[Saved data entries]
------------

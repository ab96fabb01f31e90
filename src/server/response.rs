//! HTTP response handlers.

use anyhow::Result;
use tiny_http::{Header, Request, Response, StatusCode};

use crate::cache::RenderCache;
use crate::debug;
use crate::embed::serve::{INDEX_HTML, IndexVars};

/// Content types served by the preview endpoints.
pub mod mime {
    pub const HTML: &str = "text/html; charset=utf-8";
    pub const JSON: &str = "application/json";
    pub const PLAIN: &str = "text/plain; charset=utf-8";
}

/// Respond with the page shell.
///
/// `port` is the effective listening port after bind retry, so the
/// shell's push channel connects to the listener that actually won.
pub fn respond_index(request: Request, port: u16, file_name: &str) -> Result<()> {
    let body = INDEX_HTML.render(&IndexVars {
        port,
        file_name: file_name.to_string(),
    });
    send_body(request, 200, mime::HTML, body.into_bytes())
}

/// Respond with the latest render as `{"contents": …, "ts": …}`.
pub fn respond_html(request: Request, cache: &RenderCache) -> Result<()> {
    let rendered = cache.current();
    debug!("serve"; "serving {} bytes rendered at {}", rendered.html.len(), rendered.rendered_at);
    let body = serde_json::to_vec(&*rendered)?;
    send_body(request, 200, mime::JSON, body)
}

/// Respond with 404 plain text.
pub fn respond_not_found(request: Request) -> Result<()> {
    send_body(request, 404, mime::PLAIN, b"404 Not Found".to_vec())
}

/// Respond with 503 Service Unavailable (server shutting down).
pub fn respond_unavailable(request: Request) -> Result<()> {
    send_body(request, 503, mime::PLAIN, b"503 Service Unavailable".to_vec())
}

/// Respond with 400 for malformed upgrade requests.
pub fn respond_bad_request(request: Request, reason: &str) -> Result<()> {
    send_body(
        request,
        400,
        mime::PLAIN,
        format!("400 Bad Request: {reason}").into_bytes(),
    )
}

fn send_body(
    request: Request,
    status: u16,
    content_type: &'static str,
    body: Vec<u8>,
) -> Result<()> {
    let response = Response::from_data(body)
        .with_status_code(StatusCode(status))
        .with_header(make_header("Content-Type", content_type));
    request.respond(response)?;
    Ok(())
}

pub(super) fn make_header(key: &'static str, value: &str) -> Header {
    Header::from_bytes(key, value).unwrap()
}
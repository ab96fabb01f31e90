//! Embedded static resources.
//!
//! The page shell ships inside the binary; nothing is read from disk at
//! request time.

mod template;

pub use template::{Template, TemplateVars};

pub mod serve {
    use super::{Template, TemplateVars};

    /// Variables for index.html.
    pub struct IndexVars {
        /// Effective listening port. This is the port the bind retry
        /// actually landed on, so the browser opens its push channel
        /// against the right listener.
        pub port: u16,
        /// Watched file's display name.
        pub file_name: String,
    }

    impl TemplateVars for IndexVars {
        fn apply(&self, content: &str) -> String {
            content
                .replace("__MDSERVE_PORT__", &self.port.to_string())
                .replace("__MDSERVE_FILE__", &self.file_name)
        }
    }

    /// Page shell with the push-channel bootstrap script.
    pub const INDEX_HTML: Template<IndexVars> = Template::new(include_str!("index.html"));
}

#[cfg(test)]
mod tests {
    use super::serve::{INDEX_HTML, IndexVars};

    #[test]
    fn index_embeds_effective_port_and_file_name() {
        let html = INDEX_HTML.render(&IndexVars {
            port: 8090,
            file_name: "notes.md".to_string(),
        });
        assert!(html.contains("ws://localhost:8090/changes"));
        assert!(html.contains("notes.md"));
        assert!(!html.contains("__MDSERVE_PORT__"));
        assert!(!html.contains("__MDSERVE_FILE__"));
    }

    #[test]
    fn index_refetches_on_push() {
        let html = INDEX_HTML.render(&IndexVars {
            port: 8080,
            file_name: "notes.md".to_string(),
        });
        // The shell pulls /html on load and on every socket message
        assert!(html.contains("socket.onmessage = reload"));
        assert!(html.contains("fetch(\"/html\")"));
    }
}
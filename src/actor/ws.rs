//! WebSocket actor - push-channel fan-out.
//!
//! Owns every connected viewer socket. Each re-render broadcasts a
//! single `"change"` token; viewers then pull `/html` themselves.
//! Delivery is independent per client: one broken socket is pruned
//! without disturbing the rest, and per-client ordering follows from
//! the actor processing its mailbox sequentially.

use std::io::{Read, Write};

use tokio::sync::mpsc;
use tungstenite::WebSocket;
use tungstenite::protocol::Message;

use super::messages::{PushSocket, WsMsg};
use crate::debug;

/// Token pushed on every change; viewers re-fetch on any message, so
/// the payload carries no content.
const CHANGE_TOKEN: &str = "change";

/// WebSocket Actor - manages client connections and broadcasts
pub struct WsActor {
    /// Channel to receive messages
    rx: mpsc::Receiver<WsMsg>,
    /// Connected clients
    clients: ClientRegistry<Box<dyn tiny_http::ReadWrite + Send>>,
}

impl WsActor {
    pub fn new(rx: mpsc::Receiver<WsMsg>) -> Self {
        Self {
            rx,
            clients: ClientRegistry::new(),
        }
    }

    /// Run the actor event loop
    pub async fn run(mut self) {
        while let Some(msg) = self.rx.recv().await {
            match msg {
                WsMsg::Changed => {
                    if self.clients.is_empty() {
                        debug!("ws"; "no clients connected");
                        continue;
                    }
                    let delivered = self.clients.broadcast(&Message::Text(CHANGE_TOKEN.into()));
                    debug!("ws"; "pinged {} clients", delivered);
                }

                WsMsg::AddClient(ws) => self.add_client(ws),

                WsMsg::Shutdown => {
                    debug!("ws"; "shutting down");
                    self.clients.close_all();
                    break;
                }
            }
        }
    }

    /// Register a freshly upgraded client connection
    fn add_client(&mut self, ws: PushSocket) {
        self.clients.register(ws);
        debug!("ws"; "client connected (total: {})", self.clients.len());
    }
}

// =============================================================================
// Client registry
// =============================================================================

/// Set of live viewer sockets.
///
/// Mutated from two sites - registration on connect, prune on failed
/// send - and `retain_mut` keeps the prune safe while the set is being
/// iterated, so one dead entry never corrupts or skips the rest.
///
/// Generic over the socket's IO type; production uses the upgraded
/// tiny_http stream.
pub struct ClientRegistry<S> {
    clients: Vec<WebSocket<S>>,
}

impl<S: Read + Write> ClientRegistry<S> {
    pub fn new() -> Self {
        Self {
            clients: Vec::new(),
        }
    }

    /// Add a client; it receives every future broadcast.
    pub fn register(&mut self, ws: WebSocket<S>) {
        self.clients.push(ws);
    }

    /// Send `msg` to every client, dropping the ones whose send fails.
    ///
    /// Returns the number of successful deliveries.
    pub fn broadcast(&mut self, msg: &Message) -> usize {
        let mut delivered = 0;
        self.clients.retain_mut(|ws| match ws.send(msg.clone()) {
            Ok(()) => {
                delivered += 1;
                true
            }
            Err(e) => {
                debug!("ws"; "client disconnected: {}", e);
                false
            }
        });
        delivered
    }

    /// Close every socket and empty the registry.
    pub fn close_all(&mut self) {
        for mut ws in self.clients.drain(..) {
            let _ = ws.close(None);
        }
    }

    pub fn len(&self) -> usize {
        self.clients.len()
    }

    pub fn is_empty(&self) -> bool {
        self.clients.is_empty()
    }
}

impl<S: Read + Write> Default for ClientRegistry<S> {
    fn default() -> Self {
        Self::new()
    }
}

// =============================================================================
// Tests
// =============================================================================

#[cfg(test)]
mod tests {
    use super::*;
    use parking_lot::Mutex;
    use std::io;
    use std::sync::Arc;
    use tungstenite::protocol::Role;

    /// In-memory socket; `closed` makes every write fail like a broken
    /// pipe, `sink` captures the frames a live socket would carry.
    struct FakeStream {
        sink: Arc<Mutex<Vec<u8>>>,
        closed: bool,
    }

    impl Read for FakeStream {
        fn read(&mut self, _buf: &mut [u8]) -> io::Result<usize> {
            Err(io::ErrorKind::WouldBlock.into())
        }
    }

    impl Write for FakeStream {
        fn write(&mut self, buf: &[u8]) -> io::Result<usize> {
            if self.closed {
                return Err(io::ErrorKind::BrokenPipe.into());
            }
            self.sink.lock().extend_from_slice(buf);
            Ok(buf.len())
        }

        fn flush(&mut self) -> io::Result<()> {
            if self.closed {
                return Err(io::ErrorKind::BrokenPipe.into());
            }
            Ok(())
        }
    }

    fn client(closed: bool) -> (WebSocket<FakeStream>, Arc<Mutex<Vec<u8>>>) {
        let sink = Arc::new(Mutex::new(Vec::new()));
        let stream = FakeStream {
            sink: Arc::clone(&sink),
            closed,
        };
        (WebSocket::from_raw_socket(stream, Role::Server, None), sink)
    }

    fn ping() -> Message {
        Message::Text(CHANGE_TOKEN.into())
    }

    #[test]
    fn broadcast_reaches_every_client() {
        let mut registry = ClientRegistry::new();
        for _ in 0..3 {
            registry.register(client(false).0);
        }
        assert_eq!(registry.broadcast(&ping()), 3);
        assert_eq!(registry.len(), 3);
    }

    #[test]
    fn broken_client_is_pruned_without_disturbing_the_rest() {
        let mut registry = ClientRegistry::new();
        registry.register(client(false).0);
        registry.register(client(true).0);
        registry.register(client(false).0);

        // One failed send: the two healthy clients still get the event
        // and exactly the broken one is dropped
        assert_eq!(registry.broadcast(&ping()), 2);
        assert_eq!(registry.len(), 2);

        // The survivors keep receiving
        assert_eq!(registry.broadcast(&ping()), 2);
        assert_eq!(registry.len(), 2);
    }

    #[test]
    fn frames_carry_the_change_token() {
        let mut registry = ClientRegistry::new();
        let (ws, sink) = client(false);
        registry.register(ws);
        registry.broadcast(&ping());

        // Server frames are unmasked; the payload sits in the clear
        let bytes = sink.lock().clone();
        assert!(
            bytes
                .windows(CHANGE_TOKEN.len())
                .any(|w| w == CHANGE_TOKEN.as_bytes())
        );
    }

    #[test]
    fn pings_are_delivered_in_order() {
        let mut registry = ClientRegistry::new();
        let (ws, sink) = client(false);
        registry.register(ws);

        registry.broadcast(&Message::Text("first".into()));
        registry.broadcast(&Message::Text("second".into()));

        let bytes = sink.lock().clone();
        let first = bytes
            .windows(5)
            .position(|w| w == b"first")
            .expect("first frame present");
        let second = bytes
            .windows(6)
            .position(|w| w == b"second")
            .expect("second frame present");
        assert!(first < second);
    }

    #[test]
    fn close_all_empties_the_registry() {
        let mut registry = ClientRegistry::new();
        registry.register(client(false).0);
        registry.register(client(false).0);
        registry.close_all();
        assert!(registry.is_empty());
    }
}
//! File watcher actor.
//!
//! Watches the source file for changes, re-renders into the cache, then
//! pings the WebSocket actor so viewers re-fetch.
//!
//! ```text
//! notify → Debouncer → read + render → RenderCache → WsMsg::Changed
//! ```
//!
//! Bursts of events (editors often fire several per save) coalesce into
//! a single re-render pass; the render always reads the file's latest
//! content, so nothing is lost by collapsing the burst.

use std::path::Path;
use std::sync::Arc;
use std::time::{Duration, Instant};

use notify::{RecommendedWatcher, RecursiveMode, Watcher};
use tokio::sync::mpsc;

use super::messages::WsMsg;
use crate::cache::RenderCache;
use crate::config::ServeConfig;
use crate::{debug, log, logger};

/// Debounce configuration
const DEBOUNCE_MS: u64 = 150;
const RENDER_COOLDOWN_MS: u64 = 400;

/// FileSystem Actor - watches the source file for changes
pub struct FsActor {
    /// Channel to receive notify events (sync -> async bridge)
    notify_rx: std::sync::mpsc::Receiver<notify::Result<notify::Event>>,
    /// Watcher handle (must be kept alive)
    _watcher: RecommendedWatcher,
    /// Channel to the WebSocket actor
    ws_tx: mpsc::Sender<WsMsg>,
    /// Shared render cache
    cache: Arc<RenderCache>,
    /// Serve configuration (watched path)
    config: Arc<ServeConfig>,
    /// Debouncer state
    debouncer: Debouncer,
}

impl FsActor {
    /// Create a new FsActor.
    ///
    /// The watch is installed on the file's parent directory and events
    /// are filtered down to the target; a watch on the file itself goes
    /// silent once an editor saves by renaming over a new inode.
    pub fn new(
        config: Arc<ServeConfig>,
        cache: Arc<RenderCache>,
        ws_tx: mpsc::Sender<WsMsg>,
    ) -> notify::Result<Self> {
        // Create sync channel for notify (it doesn't support async)
        let (notify_tx, notify_rx) = std::sync::mpsc::channel();

        let mut watcher = notify::recommended_watcher(move |res| {
            let _ = notify_tx.send(res);
        })?;
        watcher.watch(&config.watch_root, RecursiveMode::NonRecursive)?;

        Ok(Self {
            notify_rx,
            _watcher: watcher,
            ws_tx,
            cache,
            config,
            debouncer: Debouncer::new(),
        })
    }

    /// Run the actor event loop
    pub async fn run(self) {
        let Self {
            notify_rx,
            _watcher,
            ws_tx,
            cache,
            config,
            mut debouncer,
        } = self;

        let (async_tx, mut async_rx) = mpsc::channel::<notify::Event>(64);

        // Spawn a thread to poll notify events and send to async channel
        std::thread::spawn(move || {
            while let Ok(result) = notify_rx.recv() {
                match result {
                    Ok(event) => {
                        if async_tx.blocking_send(event).is_err() {
                            break; // Receiver dropped
                        }
                    }
                    Err(e) => log!("watch"; "notify error: {}", e),
                }
            }
        });

        loop {
            tokio::select! {
                biased;
                Some(event) = async_rx.recv() => {
                    if is_relevant(&event, &config.file) {
                        debug!("watch"; "{:?} {:?}", event.kind, event.paths);
                        debouncer.add_event();
                    }
                }
                _ = tokio::time::sleep(debouncer.sleep_duration()) => {
                    if debouncer.take_if_ready() && !flush(&config, &cache, &ws_tx).await {
                        break;
                    }
                }
            }
        }
    }
}

/// Re-render after a debounced burst and publish the change event.
///
/// Returns `false` once the WsActor is gone (shutdown in progress).
async fn flush(config: &ServeConfig, cache: &RenderCache, ws_tx: &mpsc::Sender<WsMsg>) -> bool {
    match refresh_cache(&config.file, cache) {
        Ok(()) => {
            logger::status_success(&format!("re-rendered {}", config.display_name));
            ws_tx.send(WsMsg::Changed).await.is_ok()
        }
        Err(e) => {
            // Previous render stays authoritative; the next change retries.
            logger::status_error(
                &format!("cannot read {}", config.file.display()),
                &e.to_string(),
            );
            true
        }
    }
}

/// Read the watched file and replace the cached render.
///
/// On read failure the cache is left untouched.
fn refresh_cache(path: &Path, cache: &RenderCache) -> std::io::Result<()> {
    let text = std::fs::read_to_string(path)?;
    cache.update(&text);
    Ok(())
}

/// Only events touching the watched file matter; the directory watch
/// also reports siblings and editor temp files.
fn is_relevant(event: &notify::Event, file: &Path) -> bool {
    use notify::EventKind;
    use notify::event::ModifyKind;

    match &event.kind {
        EventKind::Access(_) => return false,
        // mtime/atime/chmod noise; content changes arrive as
        // Modify(Data) or as rename/create events
        EventKind::Modify(ModifyKind::Metadata(_)) => return false,
        _ => {}
    }

    let name = file.file_name();
    event
        .paths
        .iter()
        .any(|p| p == file || (name.is_some() && p.file_name() == name))
}

// =============================================================================
// Debouncer - timing and burst coalescing
// =============================================================================

/// Collapses a burst of filesystem events into a single re-render.
///
/// Pure timing: the caller reads the file when a flush becomes due, so
/// the collapsed burst always resolves to the latest on-disk content.
struct Debouncer {
    dirty: bool,
    last_event: Option<Instant>,
    last_render: Option<Instant>,
}

impl Debouncer {
    fn new() -> Self {
        Self {
            dirty: false,
            last_event: None,
            last_render: None,
        }
    }

    /// Record that the watched file changed.
    fn add_event(&mut self) {
        self.dirty = true;
        self.last_event = Some(Instant::now());
    }

    /// Consume the pending change if the quiet period has elapsed.
    fn take_if_ready(&mut self) -> bool {
        if !self.is_ready() {
            return false;
        }
        self.dirty = false;
        self.last_event = None;
        self.last_render = Some(Instant::now());
        true
    }

    fn is_ready(&self) -> bool {
        if !self.dirty {
            return false;
        }
        let Some(last_event) = self.last_event else {
            return false;
        };
        if last_event.elapsed() < Duration::from_millis(DEBOUNCE_MS) {
            return false;
        }
        if let Some(last_render) = self.last_render
            && last_render.elapsed() < Duration::from_millis(RENDER_COOLDOWN_MS)
        {
            return false;
        }
        true
    }

    /// Precise sleep duration until the next possible flush.
    fn sleep_duration(&self) -> Duration {
        let Some(last_event) = self.last_event else {
            return Duration::from_secs(86400);
        };

        let debounce_remaining =
            Duration::from_millis(DEBOUNCE_MS).saturating_sub(last_event.elapsed());

        let cooldown_remaining = self
            .last_render
            .map(|t| Duration::from_millis(RENDER_COOLDOWN_MS).saturating_sub(t.elapsed()))
            .unwrap_or(Duration::ZERO);

        debounce_remaining
            .max(cooldown_remaining)
            .max(Duration::from_millis(1))
    }
}

// =============================================================================
// Tests
// =============================================================================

------------

Wherever a line holds the word "second", copy that line out of the entries above.

        registry.broadcast(&Message::Text("second".into()));
        let second = bytes
            .position(|w| w == b"second")
            .expect("second frame present");
        assert!(first < second);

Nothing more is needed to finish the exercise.